> [TASK TO CARRY OUT] Scan the records for the string "NonEmptyText"; copy each line where it occurs.

(Stored items)
——
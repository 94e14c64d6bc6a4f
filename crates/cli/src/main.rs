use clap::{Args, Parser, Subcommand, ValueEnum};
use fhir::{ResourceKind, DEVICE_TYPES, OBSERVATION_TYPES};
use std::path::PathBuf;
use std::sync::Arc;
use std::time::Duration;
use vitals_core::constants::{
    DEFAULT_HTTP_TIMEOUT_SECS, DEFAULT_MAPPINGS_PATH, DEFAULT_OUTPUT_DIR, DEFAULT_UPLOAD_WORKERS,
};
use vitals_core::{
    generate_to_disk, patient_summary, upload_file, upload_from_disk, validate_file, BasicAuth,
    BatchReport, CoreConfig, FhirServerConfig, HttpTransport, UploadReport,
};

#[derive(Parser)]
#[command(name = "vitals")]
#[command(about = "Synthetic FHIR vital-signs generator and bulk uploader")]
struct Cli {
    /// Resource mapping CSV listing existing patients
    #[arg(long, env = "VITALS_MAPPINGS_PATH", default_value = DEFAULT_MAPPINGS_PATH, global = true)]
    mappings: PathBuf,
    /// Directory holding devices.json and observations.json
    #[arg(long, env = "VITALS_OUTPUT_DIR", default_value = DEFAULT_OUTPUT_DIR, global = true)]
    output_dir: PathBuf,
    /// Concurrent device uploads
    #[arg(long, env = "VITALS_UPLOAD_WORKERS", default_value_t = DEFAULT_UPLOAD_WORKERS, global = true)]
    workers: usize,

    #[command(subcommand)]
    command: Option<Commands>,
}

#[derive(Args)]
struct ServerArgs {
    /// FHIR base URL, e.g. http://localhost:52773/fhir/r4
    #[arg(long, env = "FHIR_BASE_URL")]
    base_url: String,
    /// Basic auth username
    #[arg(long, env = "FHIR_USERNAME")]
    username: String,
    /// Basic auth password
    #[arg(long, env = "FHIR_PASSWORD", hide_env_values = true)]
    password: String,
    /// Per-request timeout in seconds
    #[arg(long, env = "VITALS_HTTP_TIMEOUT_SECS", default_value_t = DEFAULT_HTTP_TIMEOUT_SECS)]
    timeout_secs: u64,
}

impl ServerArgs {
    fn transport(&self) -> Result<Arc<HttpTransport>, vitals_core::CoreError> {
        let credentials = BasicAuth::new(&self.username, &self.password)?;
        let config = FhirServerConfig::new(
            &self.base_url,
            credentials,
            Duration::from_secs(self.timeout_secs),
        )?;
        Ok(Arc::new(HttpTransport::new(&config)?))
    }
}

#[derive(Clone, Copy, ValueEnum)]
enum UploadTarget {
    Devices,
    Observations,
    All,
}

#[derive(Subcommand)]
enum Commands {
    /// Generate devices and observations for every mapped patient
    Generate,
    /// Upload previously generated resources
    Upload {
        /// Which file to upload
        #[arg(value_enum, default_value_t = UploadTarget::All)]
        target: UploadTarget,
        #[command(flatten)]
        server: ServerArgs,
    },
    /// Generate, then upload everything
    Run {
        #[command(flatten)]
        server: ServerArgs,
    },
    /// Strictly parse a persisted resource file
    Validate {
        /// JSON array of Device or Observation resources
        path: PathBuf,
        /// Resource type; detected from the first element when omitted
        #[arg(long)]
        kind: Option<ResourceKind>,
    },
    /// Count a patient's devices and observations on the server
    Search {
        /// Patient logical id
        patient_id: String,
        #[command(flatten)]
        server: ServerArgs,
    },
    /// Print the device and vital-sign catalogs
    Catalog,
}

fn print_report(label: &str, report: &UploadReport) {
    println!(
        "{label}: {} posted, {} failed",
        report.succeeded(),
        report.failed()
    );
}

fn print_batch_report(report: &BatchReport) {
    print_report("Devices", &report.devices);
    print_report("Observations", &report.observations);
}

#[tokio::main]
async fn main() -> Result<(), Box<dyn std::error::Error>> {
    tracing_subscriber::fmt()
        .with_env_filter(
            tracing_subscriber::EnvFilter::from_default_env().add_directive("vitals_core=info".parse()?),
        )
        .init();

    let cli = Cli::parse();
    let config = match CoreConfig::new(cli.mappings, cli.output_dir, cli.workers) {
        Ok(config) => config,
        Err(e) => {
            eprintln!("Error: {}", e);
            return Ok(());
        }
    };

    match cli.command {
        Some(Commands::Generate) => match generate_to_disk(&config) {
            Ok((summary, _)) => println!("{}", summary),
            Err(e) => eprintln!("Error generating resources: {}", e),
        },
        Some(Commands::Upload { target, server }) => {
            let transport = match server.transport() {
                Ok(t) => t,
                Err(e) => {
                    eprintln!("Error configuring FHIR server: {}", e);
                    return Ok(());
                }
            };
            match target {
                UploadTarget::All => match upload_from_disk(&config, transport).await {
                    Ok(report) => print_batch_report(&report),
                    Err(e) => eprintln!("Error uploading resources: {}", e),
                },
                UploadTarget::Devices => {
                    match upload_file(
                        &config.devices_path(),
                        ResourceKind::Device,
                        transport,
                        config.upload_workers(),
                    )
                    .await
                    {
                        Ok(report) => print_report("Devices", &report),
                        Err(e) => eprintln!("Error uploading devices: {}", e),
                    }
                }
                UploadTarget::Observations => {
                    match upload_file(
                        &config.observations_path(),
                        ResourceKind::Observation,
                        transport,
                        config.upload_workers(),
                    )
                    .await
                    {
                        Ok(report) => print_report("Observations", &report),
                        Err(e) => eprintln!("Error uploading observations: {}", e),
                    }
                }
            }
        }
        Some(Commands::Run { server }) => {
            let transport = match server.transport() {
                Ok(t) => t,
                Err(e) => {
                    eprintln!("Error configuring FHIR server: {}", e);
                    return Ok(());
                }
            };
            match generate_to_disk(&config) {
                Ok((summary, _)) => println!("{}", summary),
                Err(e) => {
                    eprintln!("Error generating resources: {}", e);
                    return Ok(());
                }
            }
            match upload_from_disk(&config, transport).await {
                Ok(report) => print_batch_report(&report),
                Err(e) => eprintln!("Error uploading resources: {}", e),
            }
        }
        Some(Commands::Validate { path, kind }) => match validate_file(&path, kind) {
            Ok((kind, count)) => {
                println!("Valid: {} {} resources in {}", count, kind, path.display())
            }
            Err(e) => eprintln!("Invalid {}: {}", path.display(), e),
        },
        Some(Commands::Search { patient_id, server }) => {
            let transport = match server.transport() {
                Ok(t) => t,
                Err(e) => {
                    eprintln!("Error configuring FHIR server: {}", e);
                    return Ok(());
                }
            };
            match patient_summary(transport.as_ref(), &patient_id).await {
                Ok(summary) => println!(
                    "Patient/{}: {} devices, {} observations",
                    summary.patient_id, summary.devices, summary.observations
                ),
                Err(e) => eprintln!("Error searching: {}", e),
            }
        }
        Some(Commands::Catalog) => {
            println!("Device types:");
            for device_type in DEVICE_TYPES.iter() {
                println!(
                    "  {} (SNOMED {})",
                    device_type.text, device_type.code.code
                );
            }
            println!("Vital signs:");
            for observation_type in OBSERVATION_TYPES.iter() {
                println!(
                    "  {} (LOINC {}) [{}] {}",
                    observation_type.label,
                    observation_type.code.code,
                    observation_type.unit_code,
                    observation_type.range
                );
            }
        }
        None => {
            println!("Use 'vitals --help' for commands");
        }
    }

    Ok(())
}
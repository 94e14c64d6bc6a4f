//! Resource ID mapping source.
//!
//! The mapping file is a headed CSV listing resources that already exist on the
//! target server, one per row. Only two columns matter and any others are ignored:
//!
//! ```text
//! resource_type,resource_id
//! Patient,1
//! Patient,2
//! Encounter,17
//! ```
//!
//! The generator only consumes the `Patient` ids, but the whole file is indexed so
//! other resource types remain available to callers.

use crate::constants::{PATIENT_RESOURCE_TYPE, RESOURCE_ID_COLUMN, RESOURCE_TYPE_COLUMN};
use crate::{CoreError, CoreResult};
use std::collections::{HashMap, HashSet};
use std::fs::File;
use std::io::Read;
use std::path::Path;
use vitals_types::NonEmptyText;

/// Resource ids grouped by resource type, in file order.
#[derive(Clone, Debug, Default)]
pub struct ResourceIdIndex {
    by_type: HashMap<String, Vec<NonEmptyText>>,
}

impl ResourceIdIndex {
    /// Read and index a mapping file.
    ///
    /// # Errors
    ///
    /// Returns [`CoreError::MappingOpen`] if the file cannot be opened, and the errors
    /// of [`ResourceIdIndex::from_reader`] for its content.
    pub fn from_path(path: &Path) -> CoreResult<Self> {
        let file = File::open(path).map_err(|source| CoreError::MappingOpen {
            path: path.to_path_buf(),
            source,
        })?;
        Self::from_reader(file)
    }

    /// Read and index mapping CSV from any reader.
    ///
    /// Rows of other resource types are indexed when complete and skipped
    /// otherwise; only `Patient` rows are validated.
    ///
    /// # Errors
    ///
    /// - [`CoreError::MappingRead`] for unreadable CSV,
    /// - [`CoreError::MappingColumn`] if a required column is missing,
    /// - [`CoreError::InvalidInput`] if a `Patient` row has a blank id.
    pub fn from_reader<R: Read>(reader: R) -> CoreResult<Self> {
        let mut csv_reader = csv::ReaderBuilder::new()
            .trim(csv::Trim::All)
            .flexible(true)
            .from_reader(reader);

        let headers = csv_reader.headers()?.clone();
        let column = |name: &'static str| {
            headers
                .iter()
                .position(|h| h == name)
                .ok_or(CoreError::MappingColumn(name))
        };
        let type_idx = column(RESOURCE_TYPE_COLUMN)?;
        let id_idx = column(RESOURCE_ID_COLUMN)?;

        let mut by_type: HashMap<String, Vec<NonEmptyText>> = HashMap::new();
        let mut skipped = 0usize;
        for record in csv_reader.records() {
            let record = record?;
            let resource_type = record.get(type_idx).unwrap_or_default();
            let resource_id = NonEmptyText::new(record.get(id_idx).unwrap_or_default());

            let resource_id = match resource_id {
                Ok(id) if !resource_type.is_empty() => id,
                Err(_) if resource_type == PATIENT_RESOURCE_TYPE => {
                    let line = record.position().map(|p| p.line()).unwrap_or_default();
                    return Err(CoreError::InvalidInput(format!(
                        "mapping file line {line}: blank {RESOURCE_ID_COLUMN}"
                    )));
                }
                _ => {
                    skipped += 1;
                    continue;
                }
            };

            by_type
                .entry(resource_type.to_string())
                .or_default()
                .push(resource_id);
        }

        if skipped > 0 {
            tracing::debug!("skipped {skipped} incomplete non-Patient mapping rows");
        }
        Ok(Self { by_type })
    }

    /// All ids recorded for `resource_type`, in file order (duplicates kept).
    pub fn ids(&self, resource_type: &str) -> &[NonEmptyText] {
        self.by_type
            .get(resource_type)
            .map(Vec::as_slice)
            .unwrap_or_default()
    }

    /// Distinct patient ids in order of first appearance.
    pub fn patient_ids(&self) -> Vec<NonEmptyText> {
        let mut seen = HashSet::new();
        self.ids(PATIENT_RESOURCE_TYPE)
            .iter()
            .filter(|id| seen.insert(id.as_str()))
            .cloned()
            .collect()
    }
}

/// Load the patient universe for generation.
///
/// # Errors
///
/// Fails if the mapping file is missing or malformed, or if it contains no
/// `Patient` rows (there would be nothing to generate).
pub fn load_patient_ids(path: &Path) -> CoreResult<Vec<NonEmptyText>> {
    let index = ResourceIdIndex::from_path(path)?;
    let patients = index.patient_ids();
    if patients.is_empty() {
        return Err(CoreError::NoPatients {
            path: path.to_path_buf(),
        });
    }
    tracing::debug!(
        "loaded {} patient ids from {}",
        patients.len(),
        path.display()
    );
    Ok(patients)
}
——
> [YOUR SOLUTION]
use vitals_types::NonEmptyText;
    by_type: HashMap<String, Vec<NonEmptyText>>,
        let mut by_type: HashMap<String, Vec<NonEmptyText>> = HashMap::new();
            let resource_id = NonEmptyText::new(record.get(id_idx).unwrap_or_default());
    pub fn ids(&self, resource_type: &str) -> &[NonEmptyText] {
    pub fn patient_ids(&self) -> Vec<NonEmptyText> {
pub fn load_patient_ids(path: &Path) -> CoreResult<Vec<NonEmptyText>> {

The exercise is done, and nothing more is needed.